THE DATA:
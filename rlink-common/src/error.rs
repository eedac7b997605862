//! Common error types for rlink

use thiserror::Error;

/// Common result type for rlink operations
pub type Result<T> = std::result::Result<T, Error>;

/// Common error types across rlink crates
#[derive(Error, Debug)]
pub enum Error {
    /// I/O operation error (wraps std::io::Error)
    #[error("IO error: {0}")]
    Io(#[from] std::io::Error),

    /// Delimited-text parse or write error
    #[error("CSV error: {0}")]
    Csv(#[from] csv::Error),

    /// JSON serialization error
    #[error("JSON error: {0}")]
    Json(#[from] serde_json::Error),

    /// Configuration loading or validation error
    #[error("Configuration error: {0}")]
    Config(String),

    /// A table lacks a column the run depends on
    #[error("Missing column '{column}' in {table} table")]
    MissingColumn { table: String, column: String },

    /// Input data violates a precondition (ragged rows, duplicate keys)
    #[error("Invalid input: {0}")]
    InvalidInput(String),
}

impl Error {
    pub fn missing_column(table: &str, column: &str) -> Self {
        Error::MissingColumn {
            table: table.to_string(),
            column: column.to_string(),
        }
    }
}
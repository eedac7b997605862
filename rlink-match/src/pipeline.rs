//! End-to-end reconciliation
//!
//! Load both tables, run the cascade, and render the output tables. All
//! outputs are built in memory before anything is written, so a run that
//! fails a precondition emits nothing.

use crate::loader::{load_profiles, load_roster};
use crate::matcher::{CascadeOutcome, MatchSettings, Matcher};
use crate::model::{ProfileSet, RosterSet};
use crate::output::{match_table, residual_table};
use crate::report::RunReport;
use rlink_common::config::TomlConfig;
use rlink_common::staging::StagedFiles;
use rlink_common::{Result, Table};
use std::path::Path;
use tracing::info;

/// Everything a run produces
#[derive(Debug, Clone)]
pub struct Reconciliation {
    pub roster: RosterSet,
    pub profiles: ProfileSet,
    pub outcome: CascadeOutcome,
    pub matches: Table,
    pub residual: Table,
}

impl Reconciliation {
    pub fn report(&self, config: &TomlConfig) -> RunReport {
        RunReport::new(&self.outcome, &self.roster, &self.profiles, &config.matching)
    }
}

/// Reconcile in-memory roster and profile tables
pub fn reconcile(roster: Table, profiles: Table, config: &TomlConfig) -> Result<Reconciliation> {
    config.validate()?;
    let roster = load_roster(roster, &config.roster)?;
    let profiles = load_profiles(profiles, &config.profile)?;

    let matcher = Matcher::new(&config.roster, MatchSettings::from(&config.matching));
    let outcome = matcher.run(&roster, &profiles);

    let matches = match_table(&outcome, &roster, &profiles)?;
    let residual = residual_table(&outcome, &roster)?;

    Ok(Reconciliation {
        roster,
        profiles,
        outcome,
        matches,
        residual,
    })
}

/// Read both inputs from disk and reconcile them
pub fn reconcile_files(roster: &Path, profiles: &Path, config: &TomlConfig) -> Result<Reconciliation> {
    let delimiter = config.output.delimiter_byte()?;
    let roster = Table::read_delimited("roster", roster, delimiter)?;
    let profiles = Table::read_delimited("profile", profiles, delimiter)?;
    reconcile(roster, profiles, config)
}

/// Write the match table, the residual table and the optional report
///
/// Every output is staged beside its target first and renamed into place
/// only once all of them were written; on any failure none appears.
pub fn write_outputs(run: &Reconciliation, config: &TomlConfig) -> Result<()> {
    let delimiter = config.output.delimiter_byte()?;
    let mut staged = StagedFiles::new();
    staged.stage_table(&run.matches, &config.output.matches, delimiter)?;
    staged.stage_table(&run.residual, &config.output.residual, delimiter)?;
    if let Some(path) = &config.output.report {
        staged.stage_bytes(path, run.report(config).to_json()?.as_bytes())?;
    }
    staged.commit()?;

    info!(
        matches = %config.output.matches.display(),
        residual = %config.output.residual.display(),
        "Output tables written"
    );
    if let Some(path) = &config.output.report {
        info!("Run report written to {}", path.display());
    }
    Ok(())
}
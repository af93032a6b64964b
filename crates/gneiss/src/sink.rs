//! The audit sink: the embeddable front door.
//!
//! Ownership is a strict tree: the sink owns the WAL (via its group
//! committer), the compliance engine (which owns the key manager and
//! signature chain), and one replicator per backend. Nothing references
//! back up the tree.
//!
//! ```text
//! AuditSink
//! ├── GroupCommitter ── Wal ── segments on disk
//! ├── ComplianceEngine ── KeyManager + SignatureChain (+ Signer)
//! └── Replicator per Backend ── filesystem / object stores
//! ```
//!
//! The contract: once [`AuditSink::emit`] returns a durable ack, the event
//! is recoverable after any crash, power loss, or torn write, and tampering
//! with persisted data is detectable.

use std::sync::atomic::{AtomicBool, Ordering};
use std::sync::Arc;
use std::time::Instant;

use bytes::Bytes;
use gneiss_backend::{Backend, BackendIntegrityReport, Replicator};
use gneiss_compliance::ComplianceEngine;
use gneiss_crypto::ChainVerification;
use gneiss_resilience::{ResilienceManager, RetryStatsSnapshot};
use gneiss_types::{LogEvent, MetricsRecorder};
use gneiss_wal::{
    CommitterStatsSnapshot, GroupCommitter, IntegrityReport, OptimizedGroupCommitter, RecordFlags,
    RecoveryInfo, Wal, WalError,
};

use crate::config::{CommitMode, SinkBuilder};
use crate::error::{Result, SinkError};

/// Callback invoked when a WAL write fails after the committer's attempts.
pub type FailureHandler = Box<dyn Fn(&SinkError) + Send + Sync>;

/// How an emitted event was accepted.
#[derive(Debug, Clone, Copy, PartialEq, Eq)]
pub enum EmitAck {
    /// The event is on stable storage; `sequence` is its WAL sequence.
    Durable { sequence: u64 },
    /// The event is queued in the lock-free ring; durability is confirmed
    /// by `verify_integrity` or a clean shutdown.
    Enqueued,
}

enum Committer {
    Mutex(GroupCommitter),
    LockFree(OptimizedGroupCommitter),
}

/// Combined integrity view across the WAL and every backend.
#[derive(Debug)]
pub struct SinkIntegrityReport {
    pub wal: IntegrityReport,
    pub backends: Vec<BackendIntegrityReport>,
}

impl SinkIntegrityReport {
    /// True when the WAL and every backend verified clean.
    pub fn valid(&self) -> bool {
        self.wal.valid && self.backends.iter().all(|b| b.valid)
    }
}

/// Write-path counters exposed for observability.
#[derive(Debug, Clone)]
pub struct SinkStats {
    pub committer: CommitterStatsSnapshot,
    pub retry: RetryStatsSnapshot,
    pub replication_dropped_batches: u64,
    pub replication_failed_batches: u64,
}

/// Guaranteed-delivery audit-event sink.
pub struct AuditSink {
    wal: Arc<Wal>,
    committer: Committer,
    compliance: Option<ComplianceEngine>,
    backends: Vec<Arc<dyn Backend>>,
    replicators: Vec<Replicator>,
    resilience: Arc<ResilienceManager>,
    recorder: Arc<dyn MetricsRecorder>,
    failure_handler: Option<FailureHandler>,
    panic_on_failure: bool,
    recovery: RecoveryInfo,
    closed: AtomicBool,
}

impl std::fmt::Debug for AuditSink {
    fn fmt(&self, f: &mut std::fmt::Formatter<'_>) -> std::fmt::Result {
        f.debug_struct("AuditSink")
            .field("wal_dir", &self.wal.dir())
            .field("profile", &self.compliance.as_ref().map(|c| c.profile().name))
            .field("backends", &self.backends.len())
            .finish_non_exhaustive()
    }
}

impl AuditSink {
    /// Starts building a sink.
    pub fn builder() -> SinkBuilder {
        SinkBuilder::default()
    }

    pub(crate) fn from_builder(builder: SinkBuilder) -> Result<Self> {
        let SinkBuilder {
            wal_path,
            wal_options,
            commit,
            compliance,
            backends,
            retry,
            breaker,
            recorder,
            failure_handler,
            panic_on_failure,
            replication_queue,
        } = builder;

        let wal_path = wal_path.expect("validate() checked wal_path");
        let (wal, recovery) =
            Wal::open_with_recorder(wal_path, wal_options, Arc::clone(&recorder))?;
        let wal = Arc::new(wal);

        let committer = match commit {
            CommitMode::Mutex(config) => {
                Committer::Mutex(GroupCommitter::new(Arc::clone(&wal), config))
            }
            CommitMode::LockFree(config) => {
                Committer::LockFree(OptimizedGroupCommitter::new(Arc::clone(&wal), config))
            }
        };

        let compliance = match compliance {
            Some(settings) => {
                let profile = match settings.retention_days {
                    Some(days) => settings.profile.with_retention_days(days)?,
                    None => settings.profile,
                };
                let mut engine_builder =
                    ComplianceEngine::builder(profile).mask_enabled(settings.mask_enabled);
                if let Some(key) = settings.encryption_key {
                    engine_builder = engine_builder.encryption_key(key);
                }
                if let Some(signer) = settings.signer {
                    engine_builder = engine_builder.signer(signer);
                }
                Some(engine_builder.build()?)
            }
            None => None,
        };

        let resilience = Arc::new(ResilienceManager::with_recorder(
            retry,
            breaker,
            Arc::clone(&recorder),
        ));

        let replicators = backends
            .iter()
            .map(|backend| {
                Replicator::spawn(
                    Arc::clone(backend),
                    Arc::clone(&resilience),
                    Arc::clone(&recorder),
                    replication_queue,
                )
            })
            .collect();

        Ok(Self {
            wal,
            committer,
            compliance,
            backends,
            replicators,
            resilience,
            recorder,
            failure_handler,
            panic_on_failure,
            recovery,
            closed: AtomicBool::new(false),
        })
    }

    /// What recovery found when the WAL was opened.
    pub fn recovery_info(&self) -> &RecoveryInfo {
        &self.recovery
    }

    /// The active compliance engine, if a profile was configured.
    pub fn compliance(&self) -> Option<&ComplianceEngine> {
        self.compliance.as_ref()
    }

    /// Accepts one event.
    ///
    /// With the mutex committer this blocks until the event's batch has been
    /// fsynced and returns its WAL sequence; with the lock-free committer it
    /// returns immediately after enqueueing (or `BufferFull`).
    ///
    /// Replication to backends happens after local durability and never
    /// affects the result.
    pub fn emit(&self, event: &LogEvent) -> Result<EmitAck> {
        if self.closed.load(Ordering::Acquire) {
            return Err(SinkError::Closed);
        }
        let started = Instant::now();

        let (flags, payload, archived) = match &self.compliance {
            Some(engine) => {
                let (transformed, record) = engine.process(event)?;
                let mut flags = RecordFlags::empty();
                if record.encrypted {
                    flags = flags.with(RecordFlags::ENCRYPTED);
                }
                if record.signed {
                    flags = flags.with(RecordFlags::SIGNED);
                }
                (flags, Bytes::from(record.to_json_bytes()?), transformed)
            }
            None => {
                let payload = event
                    .to_canonical_json()
                    .map_err(gneiss_compliance::ComplianceError::Serialization)?;
                (RecordFlags::empty(), Bytes::from(payload), event.clone())
            }
        };

        let timestamp_nanos = archived.timestamp_nanos();
        let ack = match &self.committer {
            Committer::Mutex(committer) => {
                match committer.add(timestamp_nanos, flags, payload) {
                    Ok(sequence) => EmitAck::Durable { sequence },
                    Err(err) => return Err(self.escalate(err)),
                }
            }
            Committer::LockFree(committer) => {
                match committer.add(timestamp_nanos, flags, payload) {
                    Ok(()) => EmitAck::Enqueued,
                    Err(err) => return Err(self.escalate(err)),
                }
            }
        };

        for replicator in &self.replicators {
            replicator.offer(vec![archived.clone()]);
        }

        self.recorder
            .counter("events_total", &[("status", "ok")], 1);
        self.recorder.histogram(
            "write_duration_seconds",
            &[],
            started.elapsed().as_secs_f64(),
        );
        Ok(ack)
    }

    /// Classifies a committer error: ring saturation and closure go back to
    /// the caller untouched; a failed WAL write is a broken durability
    /// contract and escalates.
    fn escalate(&self, err: WalError) -> SinkError {
        match err {
            WalError::BufferFull { .. } | WalError::Closed => SinkError::Wal(err),
            other => {
                let failure = SinkError::CriticalFailure {
                    reason: other.to_string(),
                };
                tracing::error!(error = %other, "WAL write failed; durability contract broken");
                self.recorder
                    .counter("events_total", &[("status", "critical")], 1);
                if let Some(handler) = &self.failure_handler {
                    handler(&failure);
                }
                if self.panic_on_failure {
                    // Caller-selected escalation policy, never the default.
                    panic!("audit sink critical failure: {failure}");
                }
                failure
            }
        }
    }

    /// Reads decoded WAL records with sequences in `[from, to]`.
    ///
    /// Linear scan over the overlapping segments; audit review and export,
    /// not a query path.
    pub fn read_records(&self, from: u64, to: u64) -> Result<Vec<gneiss_wal::Record>> {
        Ok(self.wal.read_range(from, to)?)
    }

    /// Fsyncs the WAL and flushes every backend buffer.
    pub fn flush(&self) -> Result<()> {
        self.wal.flush()?;
        for backend in &self.backends {
            backend.flush()?;
        }
        Ok(())
    }

    /// Scans the WAL end-to-end and sweeps every backend.
    pub fn verify_integrity(&self) -> Result<SinkIntegrityReport> {
        let wal = self.wal.verify_integrity()?;
        let mut backends = Vec::with_capacity(self.backends.len());
        for backend in &self.backends {
            backends.push(backend.verify_integrity()?);
        }
        Ok(SinkIntegrityReport { wal, backends })
    }

    /// Walks the compliance signature chain, when a signing profile is
    /// active.
    pub fn verify_chain(&self) -> Option<ChainVerification> {
        self.compliance.as_ref().map(ComplianceEngine::verify_chain)
    }

    /// Deletes closed WAL segments every record of which is older than the
    /// active profile's configured retention. Without a profile nothing is
    /// pruned (there is no retention floor to honor).
    pub fn prune_expired(&self) -> Result<usize> {
        let Some(engine) = &self.compliance else {
            return Ok(0);
        };
        let retention = engine.profile().retention_period();
        let cutoff = chrono::Utc::now()
            - chrono::Duration::from_std(retention).unwrap_or(chrono::Duration::zero());
        let cutoff_nanos = cutoff.timestamp_nanos_opt().unwrap_or(i64::MIN);
        Ok(self.wal.prune_segments(cutoff_nanos)?)
    }

    /// Write-path counters.
    pub fn stats(&self) -> SinkStats {
        let committer = match &self.committer {
            Committer::Mutex(c) => c.stats(),
            Committer::LockFree(c) => c.stats(),
        };
        SinkStats {
            committer,
            retry: self.resilience.retry_stats(),
            replication_dropped_batches: self
                .replicators
                .iter()
                .map(Replicator::dropped_batches)
                .sum(),
            replication_failed_batches: self
                .replicators
                .iter()
                .map(Replicator::failed_batches)
                .sum(),
        }
    }

    /// Drains and joins every worker, then closes the WAL. Idempotent;
    /// further emits fail with [`SinkError::Closed`].
    pub fn close(&self) -> Result<()> {
        if self.closed.swap(true, Ordering::AcqRel) {
            return Ok(());
        }
        match &self.committer {
            Committer::Mutex(c) => c.close()?,
            Committer::LockFree(c) => c.close()?,
        }
        for replicator in &self.replicators {
            replicator.close();
        }
        self.wal.close()?;
        tracing::info!(dir = %self.wal.dir().display(), "audit sink closed");
        Ok(())
    }
}

impl Drop for AuditSink {
    fn drop(&mut self) {
        if let Err(err) = self.close() {
            tracing::error!(error = %err, "failed to close audit sink during drop");
        }
    }
}
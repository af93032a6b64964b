//! End-to-end replication resilience: retries, breakers, and the rule that
//! backend trouble never fails an emit.

use std::sync::Arc;
use std::time::Duration;

use gneiss::{
    AuditSink, Backend, BreakerConfig, Level, LogEvent, MemoryBackend, RetryPolicy,
};

fn fast_retry() -> RetryPolicy {
    RetryPolicy::new(
        3,
        Duration::from_millis(1),
        Duration::from_millis(5),
        2.0,
        0.1,
    )
}

#[test]
fn transient_backend_failures_recover_via_retry() {
    let dir = tempfile::tempdir().unwrap();
    let backend = Arc::new(MemoryBackend::new("mock"));
    backend.fail_times(2);

    let sink = AuditSink::builder()
        .wal_path(dir.path().join("w"))
        .backend(Arc::clone(&backend) as Arc<dyn Backend>)
        .retry_policy(fast_retry())
        .build()
        .unwrap();

    sink.emit(&LogEvent::new(Level::Information, "replicated")).unwrap();
    sink.close().unwrap();

    // The first two write calls failed, the third landed the batch.
    assert_eq!(backend.events().len(), 1);
    assert_eq!(backend.write_calls(), 3);

    let stats = sink.stats();
    assert_eq!(stats.retry.total_attempts, 3);
    assert_eq!(stats.retry.successful_retries, 1);
    assert_eq!(stats.replication_failed_batches, 0);
}

#[test]
fn dead_backend_trips_breaker_and_never_fails_emit() {
    let dir = tempfile::tempdir().unwrap();
    let backend = Arc::new(MemoryBackend::new("mock"));
    backend.fail_always(true);

    let sink = AuditSink::builder()
        .wal_path(dir.path().join("w"))
        .backend(Arc::clone(&backend) as Arc<dyn Backend>)
        .retry_policy(fast_retry())
        .breaker_config(BreakerConfig {
            max_failures: 5,
            reset_timeout: Duration::from_secs(60),
            half_open_max_calls: 1,
        })
        .build()
        .unwrap();

    // Every emit succeeds regardless of the backend.
    for i in 0..8 {
        sink.emit(&LogEvent::new(Level::Information, format!("event-{i}")))
            .unwrap();
    }
    sink.close().unwrap();

    // Five exhausted batches (3 attempts each) trip the breaker; the
    // remaining batches are rejected without touching the backend.
    assert_eq!(backend.events().len(), 0);
    assert_eq!(backend.write_calls(), 5 * 3);

    let stats = sink.stats();
    assert_eq!(stats.replication_failed_batches, 8);

    // Local durability is unaffected.
    let report = sink.verify_integrity().unwrap();
    assert!(report.wal.valid);
    assert_eq!(report.wal.total_records, 8);
}

#[test]
fn healthy_backend_archives_every_event() {
    let dir = tempfile::tempdir().unwrap();
    let backend = Arc::new(MemoryBackend::new("mock"));

    let sink = AuditSink::builder()
        .wal_path(dir.path().join("w"))
        .backend(Arc::clone(&backend) as Arc<dyn Backend>)
        .build()
        .unwrap();

    for i in 0..25 {
        sink.emit(&LogEvent::new(Level::Information, format!("event-{i}")))
            .unwrap();
    }
    sink.close().unwrap();

    assert_eq!(backend.events().len(), 25);
    let report = sink.verify_integrity().unwrap();
    assert!(report.valid());
    assert_eq!(report.backends.len(), 1);
    assert_eq!(report.backends[0].events_decoded, 25);
}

ASSIGNMENT: Look above and repeat, character for character, the lines from the first one to the line with "so a run that", counting both.

WRITTEN SOLUTION:
filename rlink-common/src/error.rs
repository eedac7b997605862
//! Common error types for rlink

use thiserror::Error;

/// Common result type for rlink operations
pub type Result<T> = std::result::Result<T, Error>;

/// Common error types across rlink crates
#[derive(Error, Debug)]
pub enum Error {
    /// I/O operation error (wraps std::io::Error)
    #[error("IO error: {0}")]
    Io(#[from] std::io::Error),

    /// Delimited-text parse or write error
    #[error("CSV error: {0}")]
    Csv(#[from] csv::Error),

    /// JSON serialization error
    #[error("JSON error: {0}")]
    Json(#[from] serde_json::Error),

    /// Configuration loading or validation error
    #[error("Configuration error: {0}")]
    Config(String),

    /// A table lacks a column the run depends on
    #[error("Missing column '{column}' in {table} table")]
    MissingColumn { table: String, column: String },

    /// Input data violates a precondition (ragged rows, duplicate keys)
    #[error("Invalid input: {0}")]
    InvalidInput(String),
}

impl Error {
    pub fn missing_column(table: &str, column: &str) -> Self {
        Error::MissingColumn {
            table: table.to_string(),
            column: column.to_string(),
        }
    }
}
repository eedac7b997605862
filename rlink-match/src/pipeline.rs
//! End-to-end reconciliation
//!
//! Load both tables, run the cascade, and render the output tables. All
//! outputs are built in memory before anything is written, so a run that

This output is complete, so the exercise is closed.